Indirect Hernia: Causes, Symptoms, Diagnosis, and Treatment

indirect hernia causes

It refers to a hernia caused by a birth (congenital) defect in the abdominal wall area.

An Inguinal Hernia is a condition that usually features contents of the abdomen (either fatty tissues or part of the small intestine) bulging through a spot in the abdominal wall.

While the cause for Direct Hernias is either an injury in the affected area or gradual weakening of the abdominal muscle walls, an Indirect Inguinal Hernia is the result of a defect that occurs at birth.

They’re the most common type of Inguinal Hernia, and they usually affect male children. Although, some cases of female infants could occur as well.

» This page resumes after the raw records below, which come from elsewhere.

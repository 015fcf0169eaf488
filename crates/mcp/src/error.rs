// Dispatch error taxonomy and its mapping onto JSON-RPC errors

use crate::protocol::{error_codes, JsonRpcError};
use crate::quality::QualityCheck;
use crate::schema::SchemaViolation;
use serde_json::json;
use toolhost_core::AuthError;

/// Message returned for execution failures outside debug mode
pub const GENERIC_EXECUTION_MESSAGE: &str = "Tool execution failed";

/// Failures surfaced to the caller of a JSON-RPC method.
#[derive(Debug, Clone, thiserror::Error)]
pub enum DispatchError {
    /// Malformed envelope.
    #[error("Invalid request: {0}")]
    InvalidRequest(String),

    /// Unknown or disabled method.
    #[error("Method not found: {0}")]
    MethodNotFound(String),

    /// Parameters failed validation; `violations` lists every schema problem.
    #[error("{message}")]
    InvalidParams {
        message: String,
        violations: Vec<SchemaViolation>,
    },

    /// No credential was presented but one is needed.
    #[error("Authentication required")]
    CredentialRequired,

    /// Presented credential was rejected. Says nothing about why.
    #[error("Authentication failed")]
    AuthFailed,

    #[error("Too many authentication attempts")]
    RateLimited { retry_after_ms: Option<u64> },

    #[error("Tool not found: {0}")]
    ToolNotFound(String),

    #[error("Resource not found: {0}")]
    ResourceNotFound(String),

    #[error("Prompt not found: {0}")]
    PromptNotFound(String),

    /// A hook or handler failed. `debug_details` is only set in debug mode.
    #[error("{message}")]
    ExecutionError {
        message: String,
        debug_details: Option<String>,
    },

    /// The handler ran but its result failed an error-severity check.
    #[error("Quality gate failed for tool {tool}")]
    QualityGateFailed {
        tool: String,
        checks: Vec<QualityCheck>,
    },

    #[error("Internal error: {0}")]
    Internal(String),
}

impl DispatchError {
    pub fn invalid_params(message: impl Into<String>) -> Self {
        Self::InvalidParams {
            message: message.into(),
            violations: Vec::new(),
        }
    }

    pub fn code(&self) -> i32 {
        match self {
            Self::InvalidRequest(_) => error_codes::INVALID_REQUEST,
            Self::MethodNotFound(_) => error_codes::METHOD_NOT_FOUND,
            Self::InvalidParams { .. } => error_codes::INVALID_PARAMS,
            Self::CredentialRequired => error_codes::AUTH_REQUIRED,
            Self::AuthFailed => error_codes::AUTH_FAILED,
            Self::RateLimited { .. } => error_codes::RATE_LIMITED,
            Self::ToolNotFound(_) => error_codes::TOOL_NOT_FOUND,
            Self::ResourceNotFound(_) => error_codes::RESOURCE_NOT_FOUND,
            Self::PromptNotFound(_) => error_codes::PROMPT_NOT_FOUND,
            Self::ExecutionError { .. } => error_codes::TOOL_EXECUTION_ERROR,
            Self::QualityGateFailed { .. } => error_codes::TOOL_QUALITY_GATE_FAILED,
            Self::Internal(_) => error_codes::INTERNAL_ERROR,
        }
    }

    pub fn into_rpc_error(self) -> JsonRpcError {
        let error = JsonRpcError::custom(self.code(), self.to_string());
        match self {
            Self::InvalidParams { violations, .. } if !violations.is_empty() => {
                error.with_data(json!({ "violations": violations }))
            }
            Self::RateLimited {
                retry_after_ms: Some(ms),
            } => error.with_data(json!({ "retryAfterMs": ms })),
            Self::ToolNotFound(tool) => error.with_data(json!({ "tool": tool })),
            Self::ExecutionError {
                debug_details: Some(details),
                ..
            } => error.with_data(json!({ "debug": details })),
            Self::QualityGateFailed { tool, checks } => {
                error.with_data(json!({ "tool": tool, "checks": checks }))
            }
            _ => error,
        }
    }
}

impl From<AuthError> for DispatchError {
    fn from(error: AuthError) -> Self {
        match error {
            AuthError::CredentialRequired => Self::CredentialRequired,
            AuthError::RateLimited { retry_after_ms } => Self::RateLimited { retry_after_ms },
            AuthError::AuthFailed => Self::AuthFailed,
        }
    }
}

Such condition can lead to an incarcerated hernia when part of the fat or small intestine gets stuck in the groin or scrotum.

When an incarcerated hernia worsens, the blood supply to the small intestine gets obstructed, which causes “strangulation” of the small intestine and could result in the death (necrosis) of the strangulated section of this organ.

Cases of Indirect Hernias are likely to happen before the child reaches the age of 1 year.

Even though the origin of this health issue comes from the embryonic stages of human development, and most sufferers are children, it can occur at any point in a person’s life.


More often than not, an Indirect Inguinal Hernia occurs because of premature birth. The issue starts at the inguinal canal.

The inguinal canal is a short tubular conduit that extends inferiorly and medially through the inferior part of the abdominal wall.

During the development of an unborn child, the tissue that will become gonads (the primary reproductive organs) get formed in the posterior abdominal wall and descend through the abdominal cavity.

The inguinal canal starts fulfilling its function by serving as a pathway by which the spermatic cord, in the case of males, enters the scrotum.

In the case of females, the inguinal canal contains and transmits the round ligament of the uterus from the abdominal cavity.

The entrance of the abdominal lining, which extends into the inguinal canal, usually closes off a few weeks before or after birth.

In some cases, the lining of the abdomen does not close as it should, and that leaves an opening in the abdominal wall at the upper part of the inguinal canal.

When this entrance remains open, fat or part of the small intestines can protrude into the inguinal canal through this opening, and that’s how an Indirect Inguinal Hernia occurs.

In the case of females, their ovaries could slide into the inguinal canal causing an Indirect Hernia.

Symptoms of an Indirect Hernia

An Indirect Inguinal Hernia causes a protrusion that results in a bulge on either side of the groin.

Such bulge is the most noticeable symptom of this condition, and it becomes a lot easier to perceive when the patient is straining or coughing.

Another symptom is a sensation of pain and discomfort due to the protruded content sliding in and out of the abdomen into the inguinal canal, which the doctors can notice when the baby is crying.

In the case of baby boys, medical experts find a swollen or an enlarged scrotum.

Children may display other symptoms such as irritability and a remarkable lack of appetite.


A healthcare provider will likely perform a physical exam, some imaging tests such as x-rays, and look into the medical and family history to accurately diagnose the condition.

During a physical exam, medical experts usually examine the patient’s body looking for the bulge caused by a hernia.

They’ll likely try to evaluate the way it moves while seeing if they can massage the affected area back into its proper position in the abdomen.

Healthcare providers only use the imaging tests when trying to diagnose strangulation or incarceration, or in those cases when they can’t feel the herniated area through a physical exam.

Treatment of an Indirect Hernia

More often than not, medical experts recommend a surgical repair procedure to treat an Indirect Inguinal Hernia.

Hernia Surgery can prevent incarceration and strangulation, and it is usually a safe treatment for infants. Medical experts perform this procedure on an outpatient basis.

During the treatment, a surgeon will move the hernia sac away from the affected area and place the protruded content back into its proper position in the abdomen.

Doctors close the area with sutures. The recovery time for the patient tend to vary; it usually depends on the size of the protrusion, the age and overall health of the child, and the way the surgeon performed the procedure.